Performance decline in Li-excess cathodes is generally attributed to structural degradation at the electrode-electrolyte interphase, including transition metal migration into the lithium layer and oxygen evolution into the electrolyte. Reactions between these new surface structures and/or reactive oxygen species in the electrolyte can lead to the formation of a cathode electrolyte interphase (CEI) on the surface of the electrode, though the link between CEI composition and the performance of Li-excess materials is not well understood. To bridge this gap in understanding, we use solid-state nuclear magnetic resonance (SSNMR) spectroscopy, dynamic nuclear polarization (DNP) NMR, and electrochemical impedance spectroscopy (EIS) to assess the chemical composition and impedance of the CEI on Li₂RuO₃ as a function of state of charge and cycle number. We show that the CEI that forms on Li₂RuO₃ when cycled in carbonate-containing electrolytes is similar to the solid electrolyte interphase (SEI) that has been observed on anode materials, containing components such as PEO, Li acetate, carbonates, and LiF. The CEI composition deposited on the cathode surface on charge is chemically distinct from that observed upon discharge, supporting the notion of crosstalk between the SEI and the CEI, with Li⁺-coordinating species leaving the CEI during delithiation. Migration of the outer CEI combined with the accumulation of poor ionic conducting components on the static inner CEI may contribute to the loss of performance over time in Li-excess cathode materials.

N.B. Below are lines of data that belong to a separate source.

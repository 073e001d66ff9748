//! Platform/Board Constants (QEMU sbsa-ref machine)
//!
//! All board-specific addresses, override values and table limits live
//! here so they can be changed in one place when targeting a different
//! platform. The static description below feeds `probe::OverrideProbe`
//! when no device tree is handed over at boot.

use crate::info::PlatformLimits;

// ── Console ──────────────────────────────────────────────────────────
pub const UART_BASE: usize = 0x6000_0000;

// ── Info table arena ─────────────────────────────────────────────────
pub const TABLE_ARENA_BASE: u64 = 0x100_0100_0000;
pub const TABLE_ARENA_SIZE: u64 = 0x100_0000; // 16MB

/// Upper bound on PEs the status registry can track.
pub const MAX_PE: usize = 256;

// ── Suite overrides ──────────────────────────────────────────────────
pub const OVERRIDE_SBSA_LEVEL: u32 = 4;
pub const OVERRIDE_PRINT_LEVEL: u32 = 3;
pub const OVERRIDE_WAKEUP_TIMEOUT_MS: u32 = 500;
pub const OVERRIDE_ENABLE_PCIE_TESTS: bool = true;
pub const OVERRIDE_SKIP_LIST: &[u32] = &[];

pub const LIMITS: PlatformLimits = PlatformLimits {
    pe: 256,
    gic: 64,
    timer: 8,
    watchdog: 4,
    pcie_ecam: 8,
    pcie_devices: 512,
    iovirt: 64,
    peripheral: 16,
    memory: 32,
    pmu: 64,
    ras: 64,
    ras2: 16,
    cache: 256,
    mpam: 32,
    hmat: 16,
    srat: 64,
};

// ── Static platform description ──────────────────────────────────────
pub const PE_MPIDRS: &[u64] = &[0x0, 0x1, 0x2, 0x3];
pub const PE_PMU_GSIV: u32 = 23;
pub const PE_GMAIN_GSIV: u32 = 25;

pub const GIC_VERSION: u32 = 3;
pub const GICD_BASE: u64 = 0x4006_0000;
pub const GICR_BASE: u64 = 0x4008_0000;
pub const GICR_LENGTH: u64 = 0x400_0000;
pub const GICITS_BASE: u64 = 0x4408_1000;

pub const TIMER_CNTFRQ: u64 = 62_500_000;
pub const TIMER_S_EL1_GSIV: u32 = 29;
pub const TIMER_NS_EL1_GSIV: u32 = 30;
pub const TIMER_VIRT_GSIV: u32 = 27;
pub const TIMER_EL2_GSIV: u32 = 26;

pub const WD_REFRESH_BASE: u64 = 0x5001_0000;
pub const WD_CTRL_BASE: u64 = 0x5001_1000;
pub const WD_GSIV: u32 = 48;

pub const PCIE_ECAM_BASE: u64 = 0xF000_0000;
pub const PCIE_SEGMENT: u32 = 0;
pub const PCIE_START_BUS: u32 = 0;
pub const PCIE_END_BUS: u32 = 0xFF;

pub const SMMU_BASE: u64 = 0x6005_0000;

pub const DRAM_BASE: u64 = 0x100_0000_0000;
pub const DRAM_SIZE: u64 = 0x4000_0000;

pub const UART_GSIV: u32 = 33;
//! Default exception handling
//!
//! Every vector of the table funnels into `acs_handle_exception` with its
//! vector index. The fault is recorded and, when the faulting PE is the one
//! running a guarded phase, execution resumes at the guard point with the
//! callee-saved state captured on entry (`acs_guarded_call`), so the guard
//! returns "faulted" to its caller. Any other PE reports and powers off.

use core::arch::global_asm;
use core::ffi::c_void;
use core::sync::atomic::{AtomicU64, Ordering};

use super::defs::{CURRENT_EL_MASK, CURRENT_EL_SHIFT, MPIDR_AFFINITY_MASK};
use super::psci;
use crate::arch::Fault;
use crate::status::AvsStatus;

global_asm!(
    r#"
.section .text.acs_vectors, "ax"
.balign 2048
.global acs_vector_table
acs_vector_table:
.irp idx, 0, 1, 2, 3, 4, 5, 6, 7, 8, 9, 10, 11, 12, 13, 14, 15
    .balign 0x80
    mov     x0, #\idx
    b       acs_exception_entry
.endr

.section .text
acs_exception_entry:
    bl      acs_handle_exception
    // x0: jump buffer of the armed guard
    adr     x1, acs_fault_resume
    mrs     x2, CurrentEL
    cmp     x2, #(2 << 2)
    b.eq    1f
    msr     elr_el1, x1
    isb
    eret
1:
    msr     elr_el2, x1
    isb
    eret

// u64 acs_guarded_call(JumpBuffer *buf, u32 (*body)(void *), void *arg)
.global acs_guarded_call
acs_guarded_call:
    stp     x19, x20, [x0, #0]
    stp     x21, x22, [x0, #16]
    stp     x23, x24, [x0, #32]
    stp     x25, x26, [x0, #48]
    stp     x27, x28, [x0, #64]
    stp     x29, x30, [x0, #80]
    mov     x9, sp
    str     x9, [x0, #96]
    mov     x19, x0
    mov     x0, x2
    blr     x1
    // Normal return: status in w0
    mov     w0, w0
    ldr     x30, [x19, #88]
    ldr     x19, [x19, #0]
    ret

.global acs_fault_resume
acs_fault_resume:
    ldp     x19, x20, [x0, #0]
    ldp     x21, x22, [x0, #16]
    ldp     x23, x24, [x0, #32]
    ldp     x25, x26, [x0, #48]
    ldp     x27, x28, [x0, #64]
    ldp     x29, x30, [x0, #80]
    ldr     x9, [x0, #96]
    mov     sp, x9
    mov     x0, #1
    lsl     x0, x0, #32
    ret
"#
);

extern "C" {
    static acs_vector_table: u8;
    fn acs_guarded_call(
        buf: *mut JumpBuffer,
        body: extern "C" fn(*mut c_void) -> u32,
        arg: *mut c_void,
    ) -> u64;
}

/// x19-x30 and sp of the guard frame.
#[repr(C, align(16))]
struct JumpBuffer {
    regs: [u64; 14],
}

/// Set while a guarded phase runs: the jump buffer and the owning PE.
static ARMED_BUFFER: AtomicU64 = AtomicU64::new(0);
static ARMED_MPIDR: AtomicU64 = AtomicU64::new(0);

/// Last fault taken on the guarded PE.
static FAULT_VECTOR: AtomicU64 = AtomicU64::new(0);
static FAULT_ESR: AtomicU64 = AtomicU64::new(0);
static FAULT_FAR: AtomicU64 = AtomicU64::new(0);
static FAULT_ELR: AtomicU64 = AtomicU64::new(0);

const FAULTED: u64 = 1 << 32;

fn current_el() -> u64 {
    let el: u64;
    unsafe { core::arch::asm!("mrs {}, CurrentEL", out(reg) el, options(nomem, nostack)) };
    (el >> CURRENT_EL_SHIFT) & CURRENT_EL_MASK
}

fn mpidr() -> u64 {
    let mpidr: u64;
    unsafe { core::arch::asm!("mrs {}, mpidr_el1", out(reg) mpidr, options(nomem, nostack)) };
    mpidr & MPIDR_AFFINITY_MASK
}

/// Points VBAR of the current EL at the vector table.
pub fn install_vectors() {
    let vbar = unsafe { &acs_vector_table as *const u8 as u64 };
    unsafe {
        if current_el() == 2 {
            core::arch::asm!("msr vbar_el2, {}", "isb", in(reg) vbar, options(nostack));
        } else {
            core::arch::asm!("msr vbar_el1, {}", "isb", in(reg) vbar, options(nostack));
        }
    }
}

fn syndrome() -> (u64, u64, u64) {
    let (esr, far, elr): (u64, u64, u64);
    unsafe {
        if current_el() == 2 {
            core::arch::asm!(
                "mrs {esr}, esr_el2",
                "mrs {far}, far_el2",
                "mrs {elr}, elr_el2",
                esr = out(reg) esr,
                far = out(reg) far,
                elr = out(reg) elr,
                options(nomem, nostack),
            );
        } else {
            core::arch::asm!(
                "mrs {esr}, esr_el1",
                "mrs {far}, far_el1",
                "mrs {elr}, elr_el1",
                esr = out(reg) esr,
                far = out(reg) far,
                elr = out(reg) elr,
                options(nomem, nostack),
            );
        }
    }
    (esr, far, elr)
}

#[no_mangle]
extern "C" fn acs_handle_exception(vector: u64) -> u64 {
    let (esr, far, elr) = syndrome();
    crate::uart::write_fmt_nowait(format_args!(
        "\n      Unexpected exception {} on PE {:#x}: ESR {:#x} FAR {:#x} ELR {:#x}\n",
        vector,
        mpidr(),
        esr,
        far,
        elr
    ));

    let buffer = ARMED_BUFFER.load(Ordering::Acquire);
    if ARMED_MPIDR.load(Ordering::Relaxed) != mpidr() {
        // Secondary PE: its job ends here, the slot stays pending
        super::machine::job_abandoned();
        psci::cpu_off();
    }
    if buffer == 0 {
        // Nothing to unwind to
        psci::cpu_off();
    }

    FAULT_VECTOR.store(vector, Ordering::Relaxed);
    FAULT_ESR.store(esr, Ordering::Relaxed);
    FAULT_FAR.store(far, Ordering::Relaxed);
    FAULT_ELR.store(elr, Ordering::Relaxed);
    ARMED_BUFFER.store(0, Ordering::Release);
    buffer
}

extern "C" fn trampoline(arg: *mut c_void) -> u32 {
    let body = unsafe { &mut *(arg as *mut &mut dyn FnMut() -> AvsStatus) };
    match body() {
        AvsStatus::Pass => 0,
        AvsStatus::Fail => 1,
        AvsStatus::Skip => 2,
        AvsStatus::Error => 3,
    }
}

/// Runs `body` with the fault trampoline armed on this PE.
///
/// On a fault the frames of `body` are abandoned without running their
/// destructors.
pub fn guarded(body: &mut dyn FnMut() -> AvsStatus) -> Result<AvsStatus, Fault> {
    install_vectors();
    let mut buffer = JumpBuffer { regs: [0; 14] };
    let mut body = body;

    ARMED_MPIDR.store(mpidr(), Ordering::Relaxed);
    ARMED_BUFFER.store(&mut buffer as *mut JumpBuffer as u64, Ordering::Release);
    let ret = unsafe {
        acs_guarded_call(
            &mut buffer,
            trampoline,
            &mut body as *mut &mut dyn FnMut() -> AvsStatus as *mut c_void,
        )
    };
    ARMED_BUFFER.store(0, Ordering::Release);

    if ret & FAULTED != 0 {
        return Err(Fault {
            vector: FAULT_VECTOR.load(Ordering::Relaxed),
            esr: FAULT_ESR.load(Ordering::Relaxed),
            far: FAULT_FAR.load(Ordering::Relaxed),
            elr: FAULT_ELR.load(Ordering::Relaxed),
        });
    }
    Ok(match ret as u32 {
        0 => AvsStatus::Pass,
        1 => AvsStatus::Fail,
        2 => AvsStatus::Skip,
        _ => AvsStatus::Error,
    })
}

锂过量阴极的性能下降通常归因于电极-电解质界面的结构退化，包括过渡金属迁移到锂层中以及氧气向电解质中释放。这些新的表面结构和/或电解质中的活性氧之间的反应可能导致在电极表面上形成阴极电解质中间相（CEI），尽管CEI成分与过量锂材料的性能之间的联系是不太了解。为了弥合这种认识上的差距，我们使用固态核磁共振（SSNMR）光谱，动态核极化（DNP）NMR和电化学阻抗谱（EIS）来评估Li ₂ RuO ₃上CEI的化学组成和阻抗作为充电状态和循环次数的函数。我们显示，当在含碳酸盐的电解质中循环时，在Li ₂ RuO ₃上形成的CEI与在阳极材料上观察到的固体电解质中间相（SEI）相似，其中包含PEO，乙酸锂，碳酸盐和LiF等组分。电荷沉积在阴极表面上的CEI成分在化学上与放电时观察到的化学成分不同，这支持了SEI与CEI之间的串扰概念，其中Li ^+-配位物质在脱锂过程中离开CEI。外部CEI的迁移以及不良的离子导电组分在静态内部CEI上的积累可能会导致锂过量的正极材料随着时间的流逝而导致性能下降。